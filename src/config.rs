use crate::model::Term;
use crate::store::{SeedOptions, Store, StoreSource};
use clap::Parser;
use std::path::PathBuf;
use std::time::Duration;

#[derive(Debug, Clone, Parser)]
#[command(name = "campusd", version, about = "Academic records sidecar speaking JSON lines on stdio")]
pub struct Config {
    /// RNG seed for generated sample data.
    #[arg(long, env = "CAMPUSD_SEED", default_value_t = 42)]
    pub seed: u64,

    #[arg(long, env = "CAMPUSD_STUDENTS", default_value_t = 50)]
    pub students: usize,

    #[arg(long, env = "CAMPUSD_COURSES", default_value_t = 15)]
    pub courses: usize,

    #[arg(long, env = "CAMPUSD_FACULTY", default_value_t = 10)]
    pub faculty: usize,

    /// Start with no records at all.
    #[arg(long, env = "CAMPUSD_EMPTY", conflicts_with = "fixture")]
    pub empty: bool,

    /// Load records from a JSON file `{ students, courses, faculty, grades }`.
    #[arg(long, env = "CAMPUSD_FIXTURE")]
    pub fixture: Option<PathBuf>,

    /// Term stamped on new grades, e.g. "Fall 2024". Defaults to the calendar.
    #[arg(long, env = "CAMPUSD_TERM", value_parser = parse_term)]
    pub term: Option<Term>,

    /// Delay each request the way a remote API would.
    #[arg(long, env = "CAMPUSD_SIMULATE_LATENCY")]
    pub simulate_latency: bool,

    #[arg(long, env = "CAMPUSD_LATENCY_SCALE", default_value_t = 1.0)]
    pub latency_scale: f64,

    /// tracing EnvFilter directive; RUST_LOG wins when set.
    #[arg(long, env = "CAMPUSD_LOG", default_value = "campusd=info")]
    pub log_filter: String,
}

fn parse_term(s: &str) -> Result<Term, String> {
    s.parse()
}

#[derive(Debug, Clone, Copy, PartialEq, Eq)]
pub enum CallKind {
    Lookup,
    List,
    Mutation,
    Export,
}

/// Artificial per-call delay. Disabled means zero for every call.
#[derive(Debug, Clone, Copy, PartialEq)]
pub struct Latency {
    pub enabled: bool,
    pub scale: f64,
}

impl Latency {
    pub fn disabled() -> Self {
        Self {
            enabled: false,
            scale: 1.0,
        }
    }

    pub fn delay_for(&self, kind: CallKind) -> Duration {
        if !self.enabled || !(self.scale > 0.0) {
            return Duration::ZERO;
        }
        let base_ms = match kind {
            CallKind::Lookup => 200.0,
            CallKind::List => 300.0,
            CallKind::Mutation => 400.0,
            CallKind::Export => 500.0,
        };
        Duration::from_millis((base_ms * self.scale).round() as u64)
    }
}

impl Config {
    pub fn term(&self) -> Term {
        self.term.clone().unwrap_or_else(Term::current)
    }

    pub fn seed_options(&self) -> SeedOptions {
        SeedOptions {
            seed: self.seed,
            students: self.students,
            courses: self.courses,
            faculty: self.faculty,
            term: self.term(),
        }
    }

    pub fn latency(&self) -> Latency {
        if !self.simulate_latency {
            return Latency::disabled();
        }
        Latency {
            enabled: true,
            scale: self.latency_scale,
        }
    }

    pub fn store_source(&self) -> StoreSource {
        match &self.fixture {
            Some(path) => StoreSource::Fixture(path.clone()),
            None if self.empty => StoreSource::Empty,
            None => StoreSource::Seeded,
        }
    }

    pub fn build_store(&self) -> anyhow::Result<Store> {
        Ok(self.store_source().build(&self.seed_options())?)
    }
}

* * *

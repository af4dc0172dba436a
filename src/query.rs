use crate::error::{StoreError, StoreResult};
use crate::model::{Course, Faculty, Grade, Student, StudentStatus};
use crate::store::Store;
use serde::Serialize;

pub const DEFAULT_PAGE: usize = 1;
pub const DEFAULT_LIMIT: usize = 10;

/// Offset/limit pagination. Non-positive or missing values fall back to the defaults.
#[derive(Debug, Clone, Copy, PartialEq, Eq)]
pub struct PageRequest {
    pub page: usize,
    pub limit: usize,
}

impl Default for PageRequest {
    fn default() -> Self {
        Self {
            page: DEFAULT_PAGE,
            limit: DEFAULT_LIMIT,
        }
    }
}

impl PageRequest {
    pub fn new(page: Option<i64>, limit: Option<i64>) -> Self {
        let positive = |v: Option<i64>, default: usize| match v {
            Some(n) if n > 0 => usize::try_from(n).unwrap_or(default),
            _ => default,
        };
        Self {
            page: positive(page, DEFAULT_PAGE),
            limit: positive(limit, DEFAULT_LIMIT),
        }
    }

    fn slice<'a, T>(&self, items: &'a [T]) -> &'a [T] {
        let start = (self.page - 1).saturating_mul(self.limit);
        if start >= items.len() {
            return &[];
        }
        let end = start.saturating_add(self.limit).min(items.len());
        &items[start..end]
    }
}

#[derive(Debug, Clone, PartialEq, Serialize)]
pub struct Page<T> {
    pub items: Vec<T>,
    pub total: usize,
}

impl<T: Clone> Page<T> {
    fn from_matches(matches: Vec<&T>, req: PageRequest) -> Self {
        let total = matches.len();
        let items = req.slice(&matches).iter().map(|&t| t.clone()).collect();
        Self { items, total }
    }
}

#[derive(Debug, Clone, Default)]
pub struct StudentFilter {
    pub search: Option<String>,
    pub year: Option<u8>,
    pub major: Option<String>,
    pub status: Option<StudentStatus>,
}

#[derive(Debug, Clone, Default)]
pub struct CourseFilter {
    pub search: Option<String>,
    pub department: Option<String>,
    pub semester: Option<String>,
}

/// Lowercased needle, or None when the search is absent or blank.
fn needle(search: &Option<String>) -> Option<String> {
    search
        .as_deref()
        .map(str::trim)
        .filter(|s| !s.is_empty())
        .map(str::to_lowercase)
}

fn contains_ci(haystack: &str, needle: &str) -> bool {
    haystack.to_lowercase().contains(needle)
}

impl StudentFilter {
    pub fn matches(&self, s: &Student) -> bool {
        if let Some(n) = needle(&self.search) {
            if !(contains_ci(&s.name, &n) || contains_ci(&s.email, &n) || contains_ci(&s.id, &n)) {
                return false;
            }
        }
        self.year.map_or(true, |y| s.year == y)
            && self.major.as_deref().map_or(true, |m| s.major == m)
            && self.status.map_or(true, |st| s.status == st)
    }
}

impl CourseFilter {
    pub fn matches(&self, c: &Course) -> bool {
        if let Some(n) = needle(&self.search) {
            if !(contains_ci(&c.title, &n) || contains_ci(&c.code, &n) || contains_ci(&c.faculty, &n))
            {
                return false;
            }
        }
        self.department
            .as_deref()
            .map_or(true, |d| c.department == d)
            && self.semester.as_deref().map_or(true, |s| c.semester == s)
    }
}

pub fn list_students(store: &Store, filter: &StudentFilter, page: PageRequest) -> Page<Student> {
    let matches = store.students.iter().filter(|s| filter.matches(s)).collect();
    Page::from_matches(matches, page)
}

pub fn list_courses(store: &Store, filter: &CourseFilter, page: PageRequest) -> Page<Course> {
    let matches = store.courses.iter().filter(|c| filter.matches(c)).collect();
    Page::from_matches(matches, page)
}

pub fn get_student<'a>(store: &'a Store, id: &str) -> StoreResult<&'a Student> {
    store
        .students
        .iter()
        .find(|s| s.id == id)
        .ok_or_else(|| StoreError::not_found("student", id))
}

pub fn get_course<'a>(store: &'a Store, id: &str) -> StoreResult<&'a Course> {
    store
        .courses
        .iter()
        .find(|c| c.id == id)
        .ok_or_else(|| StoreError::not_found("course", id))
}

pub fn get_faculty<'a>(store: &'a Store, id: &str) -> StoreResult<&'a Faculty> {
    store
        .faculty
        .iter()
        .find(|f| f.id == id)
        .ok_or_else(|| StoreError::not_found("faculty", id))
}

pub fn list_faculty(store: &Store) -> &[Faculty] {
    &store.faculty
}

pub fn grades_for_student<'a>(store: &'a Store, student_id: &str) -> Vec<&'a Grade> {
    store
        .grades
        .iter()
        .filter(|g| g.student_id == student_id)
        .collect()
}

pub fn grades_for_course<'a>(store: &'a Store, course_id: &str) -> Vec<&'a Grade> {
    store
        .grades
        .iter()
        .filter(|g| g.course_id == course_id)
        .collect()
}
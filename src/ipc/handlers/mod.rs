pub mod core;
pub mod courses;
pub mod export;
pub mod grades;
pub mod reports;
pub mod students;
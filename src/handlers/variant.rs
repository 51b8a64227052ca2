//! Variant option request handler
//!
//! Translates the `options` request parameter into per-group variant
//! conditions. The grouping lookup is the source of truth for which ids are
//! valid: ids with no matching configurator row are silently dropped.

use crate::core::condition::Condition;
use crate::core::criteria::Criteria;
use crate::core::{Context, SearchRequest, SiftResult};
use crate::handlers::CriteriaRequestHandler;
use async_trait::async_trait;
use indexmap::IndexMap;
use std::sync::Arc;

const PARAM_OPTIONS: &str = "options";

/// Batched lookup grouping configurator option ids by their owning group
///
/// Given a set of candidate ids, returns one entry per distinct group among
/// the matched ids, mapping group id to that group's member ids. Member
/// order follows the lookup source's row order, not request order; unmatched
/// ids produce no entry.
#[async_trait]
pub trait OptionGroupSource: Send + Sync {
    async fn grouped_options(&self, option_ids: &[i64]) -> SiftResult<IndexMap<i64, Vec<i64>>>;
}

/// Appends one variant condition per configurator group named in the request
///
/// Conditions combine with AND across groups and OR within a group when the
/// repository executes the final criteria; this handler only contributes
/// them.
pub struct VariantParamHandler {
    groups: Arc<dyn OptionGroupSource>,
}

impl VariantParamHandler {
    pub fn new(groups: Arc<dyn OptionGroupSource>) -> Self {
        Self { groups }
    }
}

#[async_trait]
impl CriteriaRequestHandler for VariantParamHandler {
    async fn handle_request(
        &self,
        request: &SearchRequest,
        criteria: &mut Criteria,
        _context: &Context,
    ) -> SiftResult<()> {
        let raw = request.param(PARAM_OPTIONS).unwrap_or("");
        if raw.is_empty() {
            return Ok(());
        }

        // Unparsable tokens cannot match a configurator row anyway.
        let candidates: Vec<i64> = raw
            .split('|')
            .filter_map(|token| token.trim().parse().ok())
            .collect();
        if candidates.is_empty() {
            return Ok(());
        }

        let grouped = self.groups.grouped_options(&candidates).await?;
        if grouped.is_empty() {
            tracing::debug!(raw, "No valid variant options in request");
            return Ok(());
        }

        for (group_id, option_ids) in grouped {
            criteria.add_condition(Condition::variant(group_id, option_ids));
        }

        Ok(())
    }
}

Task prompt →
Within the listing above, extract exactly the lines from the line with "filename src/config.rs" to the line with "to the calendar.", the two named lines included, and no others.

Solution for this problem →
filename src/config.rs
use crate::model::Term;
use crate::store::{SeedOptions, Store, StoreSource};
use clap::Parser;
use std::path::PathBuf;
use std::time::Duration;

#[derive(Debug, Clone, Parser)]
#[command(name = "campusd", version, about = "Academic records sidecar speaking JSON lines on stdio")]
pub struct Config {
    /// RNG seed for generated sample data.
    #[arg(long, env = "CAMPUSD_SEED", default_value_t = 42)]
    pub seed: u64,

    #[arg(long, env = "CAMPUSD_STUDENTS", default_value_t = 50)]
    pub students: usize,

    #[arg(long, env = "CAMPUSD_COURSES", default_value_t = 15)]
    pub courses: usize,

    #[arg(long, env = "CAMPUSD_FACULTY", default_value_t = 10)]
    pub faculty: usize,

    /// Start with no records at all.
    #[arg(long, env = "CAMPUSD_EMPTY", conflicts_with = "fixture")]
    pub empty: bool,

    /// Load records from a JSON file `{ students, courses, faculty, grades }`.
    #[arg(long, env = "CAMPUSD_FIXTURE")]
    pub fixture: Option<PathBuf>,

    /// Term stamped on new grades, e.g. "Fall 2024". Defaults to the calendar.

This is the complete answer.